┌──

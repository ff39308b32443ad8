use std::fmt;

use serde::{Deserialize, Serialize};

use crate::error::DomainError;

/// Provider-assigned identifier of a spawn location.
///
/// The playable locations provider hands out a stable place id per snapped
/// point; it doubles as the world-state key, so it is kept verbatim.
#[derive(Debug, Clone, PartialEq, Eq, Hash, PartialOrd, Ord, Serialize, Deserialize)]
#[serde(transparent)]
pub struct LocationId(String);

impl LocationId {
    pub fn new(id: impl Into<String>) -> Result<Self, DomainError> {
        let id = id.into();
        let trimmed = id.trim();
        if trimmed.is_empty() {
            return Err(DomainError::validation("Location id cannot be empty"));
        }
        Ok(Self(trimmed.to_string()))
    }

    pub fn as_str(&self) -> &str {
        &self.0
    }
}

impl fmt::Display for LocationId {
    fn fmt(&self, f: &mut fmt::Formatter<'_>) -> fmt::Result {
        write!(f, "{}", self.0)
    }
}

impl TryFrom<String> for LocationId {
    type Error = DomainError;

    fn try_from(s: String) -> Result<Self, Self::Error> {
        Self::new(s)
    }
}

impl TryFrom<&str> for LocationId {
    type Error = DomainError;

    fn try_from(s: &str) -> Result<Self, Self::Error> {
        Self::new(s)
    }
}

impl From<LocationId> for String {
    fn from(value: LocationId) -> Self {
        value.0
    }
}
//! Rectangle to cell covering.

use std::collections::BTreeSet;

use super::cell::{tile_x, tile_y, CellId, MAX_ZOOM, MIN_ZOOM};
use crate::error::DomainError;
use crate::value_objects::{LatLng, LatLngRect};

/// Maps geographic rectangles to the fixed-resolution cells covering them.
///
/// Stateless: the same rectangle always yields the same cells.
#[derive(Debug, Clone, Copy, PartialEq, Eq)]
pub struct SpatialIndex {
    zoom: u8,
    max_cells: usize,
}

impl SpatialIndex {
    /// Zoom 15 tiles are roughly 1 km wide at mid latitudes.
    pub const DEFAULT_ZOOM: u8 = 15;
    pub const DEFAULT_MAX_CELLS: usize = 256;

    /// # Errors
    ///
    /// Returns `DomainError::Validation` for an unsupported zoom or a zero
    /// cell budget.
    pub fn new(zoom: u8, max_cells: usize) -> Result<Self, DomainError> {
        if !(MIN_ZOOM..=MAX_ZOOM).contains(&zoom) {
            return Err(DomainError::validation(format!(
                "Zoom {} is outside {}..={}",
                zoom, MIN_ZOOM, MAX_ZOOM
            )));
        }
        if max_cells == 0 {
            return Err(DomainError::validation("max_cells must be positive"));
        }
        Ok(Self { zoom, max_cells })
    }

    pub fn zoom(&self) -> u8 {
        self.zoom
    }

    pub fn max_cells(&self) -> usize {
        self.max_cells
    }

    /// The cell owning `point` at this index's resolution.
    pub fn cell_for(&self, point: &LatLng) -> CellId {
        CellId::containing_at_valid_zoom(point, self.zoom)
    }

    /// Minimal set of cells whose union covers `low`..`high`.
    ///
    /// # Errors
    ///
    /// Returns `DomainError::InvalidRegion` if `low` is not strictly
    /// southwest of `high`, or if the covering would exceed `max_cells`.
    pub fn covering_cells(&self, low: LatLng, high: LatLng) -> Result<BTreeSet<CellId>, DomainError> {
        let rect = LatLngRect::new(low, high)?;
        self.covering_rect(&rect)
    }

    /// Minimal set of cells whose union covers `rect`.
    ///
    /// Mercator tiles are bounded by meridians and parallels, so the covering
    /// of a lat/lng rectangle is exactly the block of tiles between its
    /// corner tiles.
    pub fn covering_rect(&self, rect: &LatLngRect) -> Result<BTreeSet<CellId>, DomainError> {
        let x_min = tile_x(rect.low().longitude(), self.zoom);
        let x_max = tile_x(rect.high().longitude(), self.zoom);
        // y grows southward
        let y_min = tile_y(rect.high().latitude(), self.zoom);
        let y_max = tile_y(rect.low().latitude(), self.zoom);

        let count = (x_max - x_min + 1) as usize * (y_max - y_min + 1) as usize;
        if count > self.max_cells {
            return Err(DomainError::invalid_region(format!(
                "Region spans {} cells at zoom {}, limit is {}",
                count, self.zoom, self.max_cells
            )));
        }

        let mut cells = BTreeSet::new();
        for y in y_min..=y_max {
            for x in x_min..=x_max {
                cells.insert(CellId::from_grid(self.zoom, x, y));
            }
        }
        Ok(cells)
    }
}

impl Default for SpatialIndex {
    fn default() -> Self {
        Self {
            zoom: Self::DEFAULT_ZOOM,
            max_cells: Self::DEFAULT_MAX_CELLS,
        }
    }
}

└──

**TASK ITEM:** Retype every line of the listing, word for word, from its opening line to the line that holds "fn from(value: LocationId)", and include that last line too.

**ANSWER SPACE:**
repository ff39308b32443ad8
use std::fmt;

use serde::{Deserialize, Serialize};

use crate::error::DomainError;

/// Provider-assigned identifier of a spawn location.
///
/// The playable locations provider hands out a stable place id per snapped
/// point; it doubles as the world-state key, so it is kept verbatim.
#[derive(Debug, Clone, PartialEq, Eq, Hash, PartialOrd, Ord, Serialize, Deserialize)]
#[serde(transparent)]
pub struct LocationId(String);

impl LocationId {
    pub fn new(id: impl Into<String>) -> Result<Self, DomainError> {
        let id = id.into();
        let trimmed = id.trim();
        if trimmed.is_empty() {
            return Err(DomainError::validation("Location id cannot be empty"));
        }
        Ok(Self(trimmed.to_string()))
    }

    pub fn as_str(&self) -> &str {
        &self.0
    }
}

impl fmt::Display for LocationId {
    fn fmt(&self, f: &mut fmt::Formatter<'_>) -> fmt::Result {
        write!(f, "{}", self.0)
    }
}

impl TryFrom<String> for LocationId {
    type Error = DomainError;

    fn try_from(s: String) -> Result<Self, Self::Error> {
        Self::new(s)
    }
}

impl TryFrom<&str> for LocationId {
    type Error = DomainError;

    fn try_from(s: &str) -> Result<Self, Self::Error> {
        Self::new(s)
    }
}

impl From<LocationId> for String {
    fn from(value: LocationId) -> Self {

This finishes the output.